Upgrade to Paracrawl v9

jbrry / Irish-BERT

Repository to store helper scripts for creating an Irish BERT model.

Other

9 stars 0 forks source link

Upgrade to Paracrawl v9 #77

Open jowagner opened 3 years ago

jowagner commented 3 years ago

Filtering has improved, including a filter trying to remove MT output (but still there are many easy to spot, for an Irish speaker, MT output)

jbrry commented 3 years ago

Update: We have decided to carry out the 4 filtering experiments on v7 and will apply the best setting when using v8.

jowagner commented 3 years ago

Do you mean before measuring the effect of leaving out the NCI? Did you discuss this with Jennifer? (Who is "we" in "We have decided" here?) Given the tight time frame I wouldn't change the agreed plan, especially not if electra cannot speed up the development phase, without top-level approval.

edit: typo opt --> top

jbrry commented 3 years ago

This would be before the leave-NCI-out experiment but would correspond to the 4 filtering experiments we decided to just use regular BERT for.
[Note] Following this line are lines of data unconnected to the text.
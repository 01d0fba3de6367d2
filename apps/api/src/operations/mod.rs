// Operations: asset custody, the helpdesk queue and project timesheets.

pub mod handlers;

use chrono::NaiveDate;
use serde::Deserialize;

use crate::errors::AppError;
use crate::filter::{Choice, DateRange, Pipeline};
use crate::models::operations::{
    Asset, AssetCondition, AssetStatus, Project, Ticket, TicketCategory, TicketStatus,
    TimesheetEntry, TimesheetStatus,
};
use crate::models::Employee;

pub const ASSETS_LISTING: &str = "/api/v1/assets";
pub const TICKETS_LISTING: &str = "/api/v1/tickets";
pub const TIMESHEETS_LISTING: &str = "/api/v1/timesheets";

/// Targets an approver may move a timesheet entry to.
pub const TIMESHEET_DECISIONS: [TimesheetStatus; 2] =
    [TimesheetStatus::Approved, TimesheetStatus::Rejected];

const MAX_DAILY_HOURS: f64 = 24.0;

// ────────────────────────────────────────────────────────────────────────────
// Assets
// ────────────────────────────────────────────────────────────────────────────

#[derive(Debug, Clone, Default, PartialEq, Eq)]
pub struct AssetFilter {
    pub search: String,
    pub condition: Choice<AssetCondition>,
    pub status: Choice<AssetStatus>,
}

pub fn list_assets(records: &[Asset], filter: &AssetFilter) -> Vec<Asset> {
    Pipeline::<Asset>::new()
        .search(&filter.search, |a: &Asset| {
            vec![a.name.as_str(), a.serial_number.as_str()]
        })
        .matching(&filter.condition, |a: &Asset, c: &AssetCondition| {
            a.condition == *c
        })
        .matching(&filter.status, |a: &Asset, s: &AssetStatus| a.status == *s)
        .run(records)
}

fn ensure_asset_status(asset: &Asset, expected: AssetStatus, action: &str) -> Result<(), AppError> {
    if asset.status != expected {
        return Err(AppError::Conflict(format!(
            "asset {} is {:?}; only {:?} assets can be {action}",
            asset.id, asset.status, expected
        )));
    }
    Ok(())
}

/// Hands an available asset to `holder`.
pub fn issue_asset(asset: &Asset, holder: &Employee, today: NaiveDate) -> Result<Asset, AppError> {
    ensure_asset_status(asset, AssetStatus::Available, "issued")?;
    Ok(Asset {
        status: AssetStatus::Assigned,
        assigned_to: Some(holder.id.clone()),
        date_assigned: Some(today),
        ..asset.clone()
    })
}

/// Takes an assigned asset back, recording the condition it came back in.
pub fn return_asset(asset: &Asset, condition: AssetCondition) -> Result<Asset, AppError> {
    ensure_asset_status(asset, AssetStatus::Assigned, "returned")?;
    Ok(Asset {
        status: AssetStatus::Available,
        assigned_to: None,
        date_assigned: None,
        condition,
        ..asset.clone()
    })
}

// ────────────────────────────────────────────────────────────────────────────
// Helpdesk
// ────────────────────────────────────────────────────────────────────────────

#[derive(Debug, Clone, Default, PartialEq, Eq)]
pub struct TicketFilter {
    pub search: String,
    pub status: Choice<TicketStatus>,
    pub category: Choice<TicketCategory>,
}

pub fn list_tickets(records: &[Ticket], filter: &TicketFilter) -> Vec<Ticket> {
    Pipeline::<Ticket>::new()
        .matching(&filter.status, |t: &Ticket, s: &TicketStatus| t.status == *s)
        .matching(&filter.category, |t: &Ticket, c: &TicketCategory| {
            t.category == *c
        })
        .search(&filter.search, |t: &Ticket| vec![t.subject.as_str()])
        .run(records)
}

#[derive(Debug, Clone, Deserialize)]
pub struct NewTicket {
    pub employee_id: String,
    pub subject: String,
    pub description: String,
    pub category: TicketCategory,
}

impl NewTicket {
    pub fn validate(&self) -> Result<(), AppError> {
        if self.subject.trim().is_empty() {
            return Err(AppError::Validation("subject is required".to_string()));
        }
        if self.description.trim().is_empty() {
            return Err(AppError::Validation("description is required".to_string()));
        }
        Ok(())
    }

    pub fn into_record(self, id: String, employee: &Employee, today: NaiveDate) -> Ticket {
        Ticket {
            id,
            subject: self.subject.trim().to_string(),
            description: self.description.trim().to_string(),
            employee_name: employee.name.clone(),
            category: self.category,
            status: TicketStatus::Open,
            created_date: today,
        }
    }
}

// ────────────────────────────────────────────────────────────────────────────
// Timesheets
// ────────────────────────────────────────────────────────────────────────────

#[derive(Debug, Clone, Default, PartialEq, Eq)]
pub struct TimesheetFilter {
    /// Employee display name.
    pub employee: Choice<String>,
    /// Project id.
    pub project: Choice<String>,
    pub status: Choice<TimesheetStatus>,
    pub range: DateRange,
}

pub fn list_timesheets(records: &[TimesheetEntry], filter: &TimesheetFilter) -> Vec<TimesheetEntry> {
    Pipeline::<TimesheetEntry>::new()
        .matching(&filter.employee, |e: &TimesheetEntry, name: &String| {
            e.employee_name == *name
        })
        .matching(&filter.project, |e: &TimesheetEntry, id: &String| {
            e.project_id == *id
        })
        .matching(&filter.status, |e: &TimesheetEntry, s: &TimesheetStatus| {
            e.status == *s
        })
        .within(filter.range, |e: &TimesheetEntry| e.date)
        .run(records)
}

#[derive(Debug, Clone, Deserialize)]
pub struct NewTimesheetEntry {
    pub employee_id: String,
    pub project_id: String,
    pub date: NaiveDate,
    pub hours: f64,
    #[serde(default)]
    pub is_billable: bool,
    pub description: String,
}

impl NewTimesheetEntry {
    pub fn validate(&self, projects: &[Project]) -> Result<(), AppError> {
        if !(self.hours > 0.0 && self.hours <= MAX_DAILY_HOURS) {
            return Err(AppError::Validation(format!(
                "hours must be greater than 0 and at most {MAX_DAILY_HOURS}"
            )));
        }
        if !projects.iter().any(|p| p.id == self.project_id) {
            return Err(AppError::Validation(format!(
                "unknown project '{}'",
                self.project_id
            )));
        }
        if self.description.trim().is_empty() {
            return Err(AppError::Validation("description is required".to_string()));
        }
        Ok(())
    }

    /// Entries are logged as Submitted and wait for approval.
    pub fn into_record(self, id: String, employee: &Employee) -> TimesheetEntry {
        TimesheetEntry {
            id,
            employee_name: employee.name.clone(),
            project_id: self.project_id,
            date: self.date,
            hours: self.hours,
            is_billable: self.is_billable,
            description: self.description.trim().to_string(),
            status: TimesheetStatus::Submitted,
        }
    }
}

#[cfg(test)]
mod tests {
    use super::*;
    use crate::seed::SeedData;

    fn anchor() -> NaiveDate {
        NaiveDate::from_ymd_opt(2024, 6, 15).unwrap()
    }

    fn seed() -> SeedData {
        SeedData::build(anchor())
    }

    #[test]
    fn test_asset_search_covers_serial_number() {
        let seed = seed();
        let filter = AssetFilter {
            search: "dxps15".to_string(),
            ..Default::default()
        };
        let found = list_assets(&seed.assets, &filter);
        assert_eq!(found.len(), 1);
        assert_eq!(found[0].id, "ASSET002");
    }

    #[test]
    fn test_asset_condition_and_status_combine() {
        let seed = seed();
        let filter = AssetFilter {
            condition: Choice::Only(AssetCondition::New),
            status: Choice::Only(AssetStatus::Available),
            ..Default::default()
        };
        let ids: Vec<_> = list_assets(&seed.assets, &filter)
            .into_iter()
            .map(|a| a.id)
            .collect();
        assert_eq!(ids, vec!["ASSET002", "ASSET006"]);
    }

    #[test]
    fn test_issue_requires_available_asset() {
        let seed = seed();
        let holder = &seed.employees[1];
        let issued = issue_asset(&seed.assets[1], holder, anchor()).unwrap();
        assert_eq!(issued.status, AssetStatus::Assigned);
        assert_eq!(issued.assigned_to.as_deref(), Some("EMP002"));
        assert_eq!(issued.date_assigned, Some(anchor()));

        let err = issue_asset(&seed.assets[0], holder, anchor()).unwrap_err();
        assert!(matches!(err, AppError::Conflict(_)));
    }

    #[test]
    fn test_return_clears_holder_and_sets_condition() {
        let seed = seed();
        let returned = return_asset(&seed.assets[0], AssetCondition::Fair).unwrap();
        assert_eq!(returned.status, AssetStatus::Available);
        assert_eq!(returned.assigned_to, None);
        assert_eq!(returned.date_assigned, None);
        assert_eq!(returned.condition, AssetCondition::Fair);

        assert!(return_asset(&seed.assets[4], AssetCondition::Good).is_err());
    }

    #[test]
    fn test_ticket_filters() {
        let seed = seed();
        let filter = TicketFilter {
            status: Choice::Only(TicketStatus::Resolved),
            search: "wfh".to_string(),
            ..Default::default()
        };
        let found = list_tickets(&seed.tickets, &filter);
        assert_eq!(found.len(), 1);
        assert_eq!(found[0].id, "TKT-004");
    }

    #[test]
    fn test_new_ticket_opens_today() {
        let seed = seed();
        let ticket = NewTicket {
            employee_id: "EMP003".to_string(),
            subject: "Payslip missing".to_string(),
            description: "June payslip is not in the portal.".to_string(),
            category: TicketCategory::Payroll,
        };
        ticket.validate().unwrap();
        let record = ticket.into_record("TKT-005".to_string(), &seed.employees[2], anchor());
        assert_eq!(record.status, TicketStatus::Open);
        assert_eq!(record.employee_name, "Charlie Brown");
        assert_eq!(record.created_date, anchor());
    }

    #[test]
    fn test_timesheet_range_is_point_containment() {
        let seed = seed();
        let filter = TimesheetFilter {
            range: DateRange::between(anchor() - chrono::Duration::days(2), anchor()),
            ..Default::default()
        };
        let ids: Vec<_> = list_timesheets(&seed.timesheets, &filter)
            .into_iter()
            .map(|e| e.id)
            .collect();
        assert_eq!(ids, vec!["TS001", "TS002", "TS003"]);
    }

    #[test]
    fn test_timesheet_employee_and_project_filters() {
        let seed = seed();
        let filter = TimesheetFilter {
            employee: Choice::Only("Alice Johnson".to_string()),
            project: Choice::Only("PROJ-02".to_string()),
            ..Default::default()
        };
        let found = list_timesheets(&seed.timesheets, &filter);
        assert_eq!(found.len(), 1);
        assert_eq!(found[0].id, "TS004");
    }

    #[test]
    fn test_timesheet_hours_bounds() {
        let seed = seed();
        let entry = |hours: f64| NewTimesheetEntry {
            employee_id: "EMP001".to_string(),
            project_id: "PROJ-01".to_string(),
            date: anchor(),
            hours,
            is_billable: true,
            description: "Pairing".to_string(),
        };
        assert!(entry(0.0).validate(&seed.projects).is_err());
        assert!(entry(24.5).validate(&seed.projects).is_err());
        assert!(entry(f64::NAN).validate(&seed.projects).is_err());
        entry(24.0).validate(&seed.projects).unwrap();
        entry(0.5).validate(&seed.projects).unwrap();
    }

    #[test]
    fn test_timesheet_rejects_unknown_project() {
        let seed = seed();
        let entry = NewTimesheetEntry {
            employee_id: "EMP001".to_string(),
            project_id: "PROJ-99".to_string(),
            date: anchor(),
            hours: 4.0,
            is_billable: false,
            description: "Research".to_string(),
        };
        assert!(entry.validate(&seed.projects).is_err());
    }
}
// Hiring: open positions and their applicant pipelines.

pub mod handlers;

use chrono::NaiveDate;
use serde::Deserialize;

use crate::errors::AppError;
use crate::filter::{normalize_token, Choice, Pipeline};
use crate::models::employee::placeholder_avatar;
use crate::models::hiring::{
    Applicant, ApplicantStage, OpenPosition, PositionStatus, ResumeProfile,
};
use crate::models::Department;

pub const POSITIONS_LISTING: &str = "/api/v1/positions";

const MIN_TITLE_LEN: usize = 3;
const MIN_LOCATION_LEN: usize = 2;

#[derive(Debug, Clone, Default, PartialEq, Eq)]
pub struct PositionFilter {
    pub search: String,
    pub department: Choice<Department>,
    /// Compared after `normalize_token`, so "New York, NY" matches "newyorkny".
    pub location: Choice<String>,
}

/// Filtered positions, newest posting first.
pub fn list_positions(records: &[OpenPosition], filter: &PositionFilter) -> Vec<OpenPosition> {
    let location = filter.location.as_only().map(|l| normalize_token(l));
    let mut items = Pipeline::<OpenPosition>::new()
        .search(&filter.search, |p: &OpenPosition| vec![p.title.as_str()])
        .matching(&filter.department, |p: &OpenPosition, d: &Department| {
            p.department == *d
        })
        .filter(|p: &OpenPosition| {
            location
                .as_deref()
                .map_or(true, |l| normalize_token(&p.location) == l)
        })
        .run(records);
    items.sort_by(|a, b| b.posted_date.cmp(&a.posted_date));
    items
}

fn require_len(field: &str, value: &str, min: usize) -> Result<(), AppError> {
    if value.trim().chars().count() < min {
        return Err(AppError::Validation(format!(
            "{field} must be at least {min} characters"
        )));
    }
    Ok(())
}

#[derive(Debug, Clone, Deserialize)]
pub struct NewPosition {
    pub title: String,
    pub department: Department,
    pub location: String,
}

impl NewPosition {
    pub fn validate(&self) -> Result<(), AppError> {
        require_len("title", &self.title, MIN_TITLE_LEN)?;
        require_len("location", &self.location, MIN_LOCATION_LEN)
    }

    pub fn into_record(self, id: String, today: NaiveDate) -> OpenPosition {
        OpenPosition {
            id,
            title: self.title.trim().to_string(),
            department: self.department,
            location: self.location.trim().to_string(),
            status: PositionStatus::Open,
            posted_date: today,
            applicant_count: 0,
        }
    }
}

/// Checks the fields a human needs to contact the applicant. Parsed resumes are already
/// shape-checked; this covers records posted by hand.
pub fn validate_profile(profile: &ResumeProfile) -> Result<(), AppError> {
    if profile.name.trim().is_empty() {
        return Err(AppError::Validation("name is required".to_string()));
    }
    if !profile.email.contains('@') {
        return Err(AppError::Validation("email must be an email address".to_string()));
    }
    Ok(())
}

pub fn new_applicant(
    id: String,
    position_id: &str,
    profile: ResumeProfile,
    today: NaiveDate,
) -> Applicant {
    Applicant {
        id,
        avatar: placeholder_avatar(&profile.name),
        position_id: position_id.to_string(),
        applied_date: today,
        stage: ApplicantStage::Applied,
        profile,
    }
}

pub fn applicants_for<'a>(
    applicants: &'a [Applicant],
    position_id: &'a str,
) -> impl Iterator<Item = &'a Applicant> + 'a {
    applicants.iter().filter(move |a| a.position_id == position_id)
}
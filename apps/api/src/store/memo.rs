/// One-slot memo: remembers the value computed for the most recent key only.
#[derive(Debug)]
pub struct Memo<K, V> {
    last: Option<(K, V)>,
}

impl<K, V> Default for Memo<K, V> {
    fn default() -> Self {
        Self { last: None }
    }
}

impl<K: PartialEq, V: Clone> Memo<K, V> {
    /// Returns the cached value when `key` equals the previous key, otherwise computes,
    /// stores and returns a fresh one.
    pub fn get_or_compute<F>(&mut self, key: K, compute: F) -> V
    where
        F: FnOnce(&K) -> V,
    {
        if let Some((last_key, value)) = &self.last {
            if *last_key == key {
                return value.clone();
            }
        }
        let value = compute(&key);
        self.last = Some((key, value.clone()));
        value
    }
}

#[cfg(test)]
mod tests {
    use super::*;

    #[test]
    fn test_recomputes_only_on_key_change() {
        let mut memo: Memo<(u64, &str), usize> = Memo::default();
        assert_eq!(memo.get_or_compute((0, "a"), |_| 1), 1);
        assert_eq!(memo.get_or_compute((0, "a"), |_| 2), 1);
        assert_eq!(memo.get_or_compute((1, "a"), |_| 3), 3);
        assert_eq!(memo.get_or_compute((0, "a"), |_| 4), 4);
    }
}
//! Performance overview: score bands, company KPIs and per-department averages.

use chrono::{Months, NaiveDate};
use serde::{Deserialize, Serialize};

use crate::filter::{Choice, Pipeline};
use crate::models::{Department, Employee, ReviewCycle};

const TOP_PERFORMER_SCORE: f64 = 4.5;
const NEEDS_SUPPORT_SCORE: f64 = 3.0;

/// Score buckets offered by the performance screen.
#[derive(Debug, Clone, Copy, PartialEq, Eq, Hash, Serialize, Deserialize)]
pub enum ScoreBand {
    #[serde(rename = "1-2")]
    Low,
    #[serde(rename = "3")]
    Middle,
    #[serde(rename = "4-5")]
    High,
}

impl ScoreBand {
    pub fn contains(self, score: f64) -> bool {
        match self {
            ScoreBand::Low => score <= 2.0,
            ScoreBand::Middle => score == 3.0,
            ScoreBand::High => score >= 4.0,
        }
    }
}

#[derive(Debug, Clone, Default, PartialEq, Eq)]
pub struct PerformanceFilter {
    pub search: String,
    pub department: Choice<Department>,
    pub score: Choice<ScoreBand>,
}

pub fn list_performance(records: &[Employee], filter: &PerformanceFilter) -> Vec<Employee> {
    Pipeline::<Employee>::new()
        .matching(&filter.department, |e: &Employee, d: &Department| {
            e.department == *d
        })
        .matching(&filter.score, |e: &Employee, band: &ScoreBand| {
            band.contains(e.performance.score)
        })
        .search(&filter.search, |e: &Employee| vec![e.name.as_str()])
        .run(records)
}

#[derive(Debug, Clone, PartialEq, Serialize)]
pub struct PerformanceKpis {
    /// Rounded to two decimals; 0 for an empty directory.
    pub average_score: f64,
    pub top_performers: usize,
    pub needs_support: usize,
    pub reviews_due: usize,
}

#[derive(Debug, Clone, PartialEq, Serialize)]
pub struct DepartmentScore {
    pub department: Department,
    pub average_score: f64,
    pub headcount: usize,
}

fn round2(value: f64) -> f64 {
    (value * 100.0).round() / 100.0
}

/// Next review date implied by the cycle.
pub fn next_review(employee: &Employee) -> NaiveDate {
    let months = match employee.performance.review_cycle {
        ReviewCycle::Quarterly => 3,
        ReviewCycle::Annual => 12,
    };
    let last = employee.performance.last_review_date;
    last.checked_add_months(Months::new(months)).unwrap_or(last)
}

/// KPIs over the whole directory, independent of the listing filter.
pub fn kpis(directory: &[Employee], today: NaiveDate) -> PerformanceKpis {
    let total: f64 = directory.iter().map(|e| e.performance.score).sum();
    let average_score = if directory.is_empty() {
        0.0
    } else {
        round2(total / directory.len() as f64)
    };
    PerformanceKpis {
        average_score,
        top_performers: directory
            .iter()
            .filter(|e| e.performance.score >= TOP_PERFORMER_SCORE)
            .count(),
        needs_support: directory
            .iter()
            .filter(|e| e.performance.score < NEEDS_SUPPORT_SCORE)
            .count(),
        reviews_due: directory
            .iter()
            .filter(|e| next_review(e) <= today)
            .count(),
    }
}

/// Average score per department, in `Department::ALL` order; departments without staff
/// are omitted.
pub fn department_scores(directory: &[Employee]) -> Vec<DepartmentScore> {
    Department::ALL
        .iter()
        .filter_map(|&department| {
            let scores: Vec<f64> = directory
                .iter()
                .filter(|e| e.department == department)
                .map(|e| e.performance.score)
                .collect();
            if scores.is_empty() {
                return None;
            }
            Some(DepartmentScore {
                department,
                average_score: round2(scores.iter().sum::<f64>() / scores.len() as f64),
                headcount: scores.len(),
            })
        })
        .collect()
}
My response was based on our recent email thread:

I guess this depends how long it takes to re-run the filtering configurations. If it takes more than a day, my suggestion would be to start pre-training transformer models (bert or electra, see question above), then, while those a running, run the 4 filtering configurations with paracrawl v8, evaluate the 4 transformer models that use v7 and train a v8 model using the best filtering configuration according to v7.

So my understanding was that we run each filtering setting with all corpora (using v7 ParaCrawl) and BERT. The best of which would be applied to Paracrawl v8. At the same time, we would be training the 5th model, ELECTRA and evaluate its 12h/24h performance using one of the filter settings (I'm using OpusFilter-BasicCharLang).

jowagner commented 3 years ago

That's fine up to the point a v8 transformer model is trained. This must not put the NCI, WordPiece and vocab size experiments at risk for the deadline 1st of June. If electra can speed up development experiments we will be comfortable squeezing in a v8 experiment but otherwise let's wait with this to after the agreed experiments have been completed.

jbrry commented 3 years ago

I agree completely. I think it's better to have our experimental setup consistent, e.g. stick with v7 for all initial experiments:

filtering
with and without NCI
word-vs-sentencepiece
vocab sizes

Once we have carried out all of these experiments, we can add the v8 corpus in for our final model. Or squeeze in a all+v7 vs all+v8 experiment to see how much adding the v8 helps.

jowagner commented 3 years ago

Another advantage of staying with v7 for the moment is that we know it works with our pipeline.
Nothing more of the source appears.